Using breadboards, copper wire, simple switches, and electronic sensors, artists followed
cyberneticians in making sculptures and environments that simulated interactive
sentience—analog movements and interfaces that had more to do with instinctive drives
and postwar sexual politics than the automation of knowledge production. Now obscured
by an ideology of a free-floating “intelligence” untethered by either hardware or flesh, AI
has forgotten the early days of cybernetics’ uptake by artists.
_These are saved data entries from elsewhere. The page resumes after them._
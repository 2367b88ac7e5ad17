//! Processing history
//!
//! One record per processed image, appended by the caller after the artifact
//! is stored. Records carry an expiry hint (`expiresAt`, unix seconds) for
//! stores that age entries out; nothing here deletes anything.

use async_trait::async_trait;
use chrono::{DateTime, Duration, Utc};
use serde::{Deserialize, Serialize};
use std::path::{Path, PathBuf};
use thiserror::Error;
use tokio::io::AsyncWriteExt;
use tokio::sync::Mutex;

use crate::image_optimizer::ProcessingParameters;

/// Default number of days a record is kept
pub const DEFAULT_RETENTION_DAYS: u32 = 90;

#[derive(Error, Debug)]
pub enum HistoryError {
    #[error("{0} is required")]
    MissingField(&'static str),

    #[error("History I/O error: {0}")]
    Io(#[from] std::io::Error),

    #[error("Serialization error: {0}")]
    Serialization(#[from] serde_json::Error),
}

#[derive(Debug, Clone, PartialEq, Eq, Serialize, Deserialize)]
#[serde(rename_all = "camelCase")]
pub struct HistoryRecord {
    pub user_id: String,
    pub timestamp: DateTime<Utc>,
    pub original_key: String,
    pub processed_key: String,
    pub metadata: ProcessingParameters,
    /// Unix seconds after which the record may be discarded
    pub expires_at: i64,
}

impl HistoryRecord {
    /// Build a record, rejecting a blank user id or processed key.
    pub fn new(
        user_id: &str,
        original_key: Option<&str>,
        processed_key: &str,
        metadata: ProcessingParameters,
        now: DateTime<Utc>,
        retention: Duration,
    ) -> Result<Self, HistoryError> {
        if user_id.trim().is_empty() {
            return Err(HistoryError::MissingField("userId"));
        }
        if processed_key.trim().is_empty() {
            return Err(HistoryError::MissingField("processedKey"));
        }

        Ok(Self {
            user_id: user_id.to_string(),
            timestamp: now,
            original_key: original_key.unwrap_or_default().to_string(),
            processed_key: processed_key.to_string(),
            metadata,
            expires_at: (now + retention).timestamp(),
        })
    }
}

/// Retention window for `days` days.
pub fn retention_days(days: u32) -> Duration {
    Duration::days(i64::from(days))
}

#[async_trait]
pub trait HistoryStore: Send + Sync {
    async fn append(&self, record: HistoryRecord) -> Result<(), HistoryError>;
}

/// In-memory history, for tests
#[derive(Debug, Default)]
pub struct MemoryHistoryStore {
    records: Mutex<Vec<HistoryRecord>>,
}

impl MemoryHistoryStore {
    pub fn new() -> Self {
        Self::default()
    }

    pub async fn records(&self) -> Vec<HistoryRecord> {
        self.records.lock().await.clone()
    }
}

#[async_trait]
impl HistoryStore for MemoryHistoryStore {
    async fn append(&self, record: HistoryRecord) -> Result<(), HistoryError> {
        self.records.lock().await.push(record);
        Ok(())
    }
}

/// Appends one JSON object per line to a file
#[derive(Debug)]
pub struct JsonlHistoryStore {
    path: PathBuf,
    write_lock: Mutex<()>,
}

impl JsonlHistoryStore {
    pub fn new(path: impl Into<PathBuf>) -> Self {
        Self {
            path: path.into(),
            write_lock: Mutex::new(()),
        }
    }

    pub fn path(&self) -> &Path {
        &self.path
    }
}

#[async_trait]
impl HistoryStore for JsonlHistoryStore {
    async fn append(&self, record: HistoryRecord) -> Result<(), HistoryError> {
        let mut line = serde_json::to_vec(&record)?;
        line.push(b'\n');

        let _guard = self.write_lock.lock().await;
        if let Some(parent) = self.path.parent() {
            if !parent.as_os_str().is_empty() {
                tokio::fs::create_dir_all(parent).await?;
            }
        }

        let mut file = tokio::fs::OpenOptions::new()
            .create(true)
            .append(true)
            .open(&self.path)
            .await?;
        file.write_all(&line).await?;
        file.flush().await?;

        tracing::debug!(
            user_id = %record.user_id,
            processed_key = %record.processed_key,
            path = %self.path.display(),
            "Appended history record"
        );
        Ok(())
    }
}
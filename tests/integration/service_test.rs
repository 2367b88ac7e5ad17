// Object-created handler end to end over the filesystem store

use std::sync::Arc;
use tempfile::TempDir;

use imagehub::handler::{record_history, ObjectCreatedEvent, ProcessingService};
use imagehub::history::{retention_days, HistoryRecord, JsonlHistoryStore};
use imagehub::image_optimizer::{decode, ColorMode};
use imagehub::pipeline::Pipeline;
use imagehub::storage::{BlobStore, FsBlobStore, MemoryBlobStore};
use imagehub::upload::UploadRequest;

use super::test_images;

const SOURCE: &str = "imagehub-source-images";
const PROCESSED: &str = "imagehub-processed-images";

fn service(store: Arc<dyn BlobStore>) -> ProcessingService {
    ProcessingService::new(
        store,
        Pipeline::default(),
        PROCESSED,
        Some("max-age=31536000".to_string()),
    )
}

// Test: issue a key, upload to it, handle the event, read the derivative back
#[tokio::test]
async fn test_upload_to_processed_on_filesystem() {
    let dir = TempDir::new().unwrap();
    let store: Arc<dyn BlobStore> = Arc::new(FsBlobStore::new(dir.path()));
    let service = service(store.clone());

    let ticket = UploadRequest {
        filename: Some("beach day.png".to_string()),
        content_type: Some("image/png".to_string()),
        width: Some(400),
        height: Some(400),
        format: Some("jpeg".to_string()),
        watermark: Some("Image Hub".to_string()),
        ..UploadRequest::default()
    }
    .issue(service.pipeline().codec())
    .unwrap();

    store
        .store(
            SOURCE,
            &ticket.key,
            test_images::opaque_png(1600, 900).into(),
            "image/png",
            None,
        )
        .await
        .unwrap();

    let event = serde_json::to_value(ObjectCreatedEvent::for_object(SOURCE, &ticket.key)).unwrap();
    let response = service.handle_event(&event).await;
    assert_eq!(response.status_code, 200, "{}", response.body);

    let body = response.body_json();
    assert_eq!(body["output_key"], "processed/beach_day.jpeg");
    assert_eq!(
        body["processed_url"],
        "https://imagehub-processed-images.s3.amazonaws.com/processed/beach_day.jpeg"
    );
    assert_eq!(body["metadata"]["watermark"], "Image Hub");

    let on_disk = std::fs::read(
        dir.path()
            .join(PROCESSED)
            .join("processed")
            .join("beach_day.jpeg"),
    )
    .unwrap();
    let decoded = decode(&on_disk).unwrap();
    assert_eq!(decoded.dimensions(), (400, 225));
    assert_eq!(decoded.mode(), ColorMode::Rgb);
}

#[tokio::test]
async fn test_history_is_appended_as_jsonl() {
    let dir = TempDir::new().unwrap();
    let store = Arc::new(MemoryBlobStore::new());
    let key = "uploads/1699889234_64x64_85_png_none_icon.png";
    store
        .store(SOURCE, key, test_images::opaque_png(128, 128).into(), "image/png", None)
        .await
        .unwrap();

    let service = service(store.clone());
    let report = service.process_object(SOURCE, key).await.unwrap();

    let history = JsonlHistoryStore::new(dir.path().join("history.jsonl"));
    record_history(&history, "user-42", &report, retention_days(90))
        .await
        .unwrap();
    record_history(&history, "user-42", &report, retention_days(90))
        .await
        .unwrap();

    let contents = std::fs::read_to_string(history.path()).unwrap();
    let records: Vec<HistoryRecord> = contents
        .lines()
        .map(|line| serde_json::from_str(line).unwrap())
        .collect();
    assert_eq!(records.len(), 2);
    assert_eq!(records[0].original_key, key);
    assert_eq!(records[0].processed_key, "processed/icon.png");
    assert_eq!(records[0].metadata.width, 64);
    assert_eq!(
        records[0].expires_at - records[0].timestamp.timestamp(),
        90 * 86_400
    );
}

#[tokio::test]
async fn test_only_first_record_is_processed() {
    let store = Arc::new(MemoryBlobStore::new());
    for name in ["a", "b"] {
        let key = format!("uploads/1_32x32_85_jpeg_none_{}.png", name);
        store
            .store(SOURCE, &key, test_images::opaque_png(64, 64).into(), "image/png", None)
            .await
            .unwrap();
    }

    let mut event = ObjectCreatedEvent::for_object(SOURCE, "uploads/1_32x32_85_jpeg_none_a.png");
    event
        .records
        .extend(ObjectCreatedEvent::for_object(SOURCE, "uploads/1_32x32_85_jpeg_none_b.png").records);

    let response = service(store.clone()).handle(&event).await;
    assert!(response.is_success());
    assert!(store.object(PROCESSED, "processed/a.jpeg").await.is_some());
    assert!(store.object(PROCESSED, "processed/b.jpeg").await.is_none());
}

#[tokio::test]
async fn test_concurrent_runs_share_one_service() {
    let store = Arc::new(MemoryBlobStore::new());
    let mut keys = Vec::new();
    for i in 0..8 {
        let key = format!("uploads/{}_50x50_70_webp_none_img{}.png", i, i);
        store
            .store(SOURCE, &key, test_images::opaque_png(200, 100).into(), "image/png", None)
            .await
            .unwrap();
        keys.push(key);
    }

    let service = Arc::new(service(store.clone()));
    let mut handles = Vec::new();
    for key in keys {
        let service = service.clone();
        handles.push(tokio::spawn(async move {
            service.process_object(SOURCE, &key).await
        }));
    }

    for handle in handles {
        let report = handle.await.unwrap().unwrap();
        assert_eq!(report.output_size, (50, 25));
    }
    // 8 sources + 8 derivatives
    assert_eq!(store.len().await, 16);
}

async fn assert_reprocessing_is_stable(store: Arc<dyn BlobStore>) {
    let key = "uploads/1699889234_120x120_80_jpeg_Hi_repeat.png";
    store
        .store(SOURCE, key, test_images::opaque_png(300, 200).into(), "image/png", None)
        .await
        .unwrap();
    let service = service(store.clone());

    let first = service.process_object(SOURCE, key).await.unwrap();
    let first_bytes = store.fetch(PROCESSED, &first.output_key).await.unwrap();

    let second = service.process_object(SOURCE, key).await.unwrap();
    let second_bytes = store.fetch(PROCESSED, &second.output_key).await.unwrap();

    assert_eq!(first.output_key, "processed/repeat.jpeg");
    assert_eq!(second.output_key, first.output_key);
    assert_eq!(second_bytes, first_bytes);
}

// Test: handling the same upload twice overwrites with identical bytes
#[tokio::test]
async fn test_reprocessing_same_key_on_filesystem() {
    let dir = TempDir::new().unwrap();
    assert_reprocessing_is_stable(Arc::new(FsBlobStore::new(dir.path()))).await;
}

#[tokio::test]
async fn test_reprocessing_same_key_in_memory() {
    assert_reprocessing_is_stable(Arc::new(MemoryBlobStore::new())).await;
}
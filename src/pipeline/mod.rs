// Image pipeline module - turns an uploaded object into its processed derivative
//
// decode key → decode image → flatten (if needed) → resize → watermark →
// encode → derive output key
//
// A run is pure: bytes in, artifact out. Fetching and storing are the
// caller's job.

use tracing::debug;

use crate::error::ProcessingError;
use crate::image_optimizer::{
    self, EncoderFactory, EncoderQuality, ImageError, OutputFormat, ProcessingParameters,
    RasterImage,
};
use crate::keys::{derive_output_key, KeyCodec, KeyDecode};
use crate::watermark::apply_text_watermark;

/// Result of a successful pipeline run
#[derive(Debug, Clone, PartialEq, Eq)]
pub struct ProcessedArtifact {
    /// The encoded image
    pub bytes: Vec<u8>,
    /// Content-Type of `bytes`
    pub content_type: &'static str,
    /// Key the artifact should be stored under
    pub output_key: String,
    /// Parameters the image was processed with
    pub params: ProcessingParameters,
    /// Whether `params` are defaults substituted for a malformed key
    pub key_degraded: bool,
    /// Decoded source dimensions (width, height)
    pub original_size: (u32, u32),
    /// Output dimensions (width, height)
    pub output_size: (u32, u32),
}

/// Stateless image pipeline
#[derive(Debug, Clone)]
pub struct Pipeline {
    codec: KeyCodec,
    png_effort: u8,
}

impl Default for Pipeline {
    fn default() -> Self {
        Self::new(KeyCodec::default())
    }
}

impl Pipeline {
    pub fn new(codec: KeyCodec) -> Self {
        Self {
            codec,
            png_effort: EncoderQuality::default().effort,
        }
    }

    /// Set the oxipng preset used for PNG output (0-6)
    pub fn with_png_effort(mut self, effort: u8) -> Self {
        self.png_effort = effort.min(6);
        self
    }

    pub fn codec(&self) -> &KeyCodec {
        &self.codec
    }

    /// Process `source_bytes` according to the parameters in `source_key`.
    pub fn run(
        &self,
        source_key: &str,
        source_bytes: &[u8],
    ) -> Result<ProcessedArtifact, ProcessingError> {
        let decoded_key = self.codec.decode(source_key);

        let image = image_optimizer::decode(source_bytes).map_err(ProcessingError::Decode)?;
        let original_size = image.dimensions();
        debug!(
            width = original_size.0,
            height = original_size.1,
            alpha = image.has_alpha(),
            "Decoded source image"
        );

        let (params, key_degraded) = match decoded_key {
            KeyDecode::Parsed(params) => (params, false),
            KeyDecode::Defaulted { params, .. } => (params, true),
            KeyDecode::UnsupportedFormat { token } => {
                return Err(ProcessingError::Encode(ImageError::unsupported_format(
                    token,
                )))
            }
        };

        let image = prepare_for_format(image, params.format);
        let image = image_optimizer::resize(image, params.width, params.height)?;
        debug!(
            width = image.width(),
            height = image.height(),
            "Resized image"
        );

        let image = apply_text_watermark(image, params.watermark_text())?;
        let image = prepare_for_format(image, params.format);
        let output_size = image.dimensions();

        let quality = EncoderQuality::with_quality(params.quality).with_effort(self.png_effort);
        let encoded = EncoderFactory::create(params.format)
            .encode(&image, quality)
            .map_err(ProcessingError::Encode)?;
        debug!(
            format = %params.format,
            bytes = encoded.data.len(),
            "Encoded image"
        );

        Ok(ProcessedArtifact {
            bytes: encoded.data,
            content_type: encoded.content_type,
            output_key: derive_output_key(source_key, params.format),
            params,
            key_degraded,
            original_size,
            output_size,
        })
    }
}

/// Drop the alpha channel if `format` cannot carry it. Idempotent.
pub fn prepare_for_format(image: RasterImage, format: OutputFormat) -> RasterImage {
    if image.has_alpha() && !format.supports_transparency() {
        image.flatten()
    } else {
        image
    }
}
Those efforts are worth
revisiting; they modeled relations with what the French philosophers Gilles Deleuze and
Félix Guattari have called the “machinic phylum,” having to do with how humans think
and feel in bodies engaged with a physical, material, emotionally stimulating, and
signaling world.
Cybernetics now seems to have collapsed into an all-pervasive discourse of AI
that was far from preordained. “Cybernetics,” as a word, claimed postwar newness for
concepts that were easily four centuries old: notions of feedback, machine damping,
biological homeostasis, logical calculation, and systems thinking that had been around
since the Enlightenment (boosted by the Industrial Revolution). The names in this
lineage include Descartes, Leibniz, Sadi Carnot, Clausius, Maxwell, and Watt. Wiener’s
coinage nonetheless had profound cultural effects.47 The ubiquity today of the prefix
“cyber-” confirms the desire for a crisp signifier of the tangled relations between humans
and machines. In Wiener’s usage, things “cyber” simply involved “control and
communication in the animal and the machine.” But after the digital revolution, “cyber”
moved beyond servomechanisms, feedback loops, and switches to encompass software,
algorithms, and cyborgs. The work of cybernetically inclined artists concerns the
emergent behaviors of life that elude AI in its current condition.
As to that original coinage, Wiener had reached back to the ancient Greek to
borrow the word for “steersman” (κυβερνήτης / kubernétés), a masculine figure
channeling power and instinct at the helm of a ship, who read the waves, judged the
wind, kept a hand on the tiller, and directed the slaves as they mindlessly (mechanically)
churned their oars. The Greek had already migrated into modern English via Latin, going
47 Wiener later had to admit the earlier coinage of the word in 1834 by André-Marie Ampère, who had
intended it to mean the “science of government,” a concept that remained dormant until the 20th century.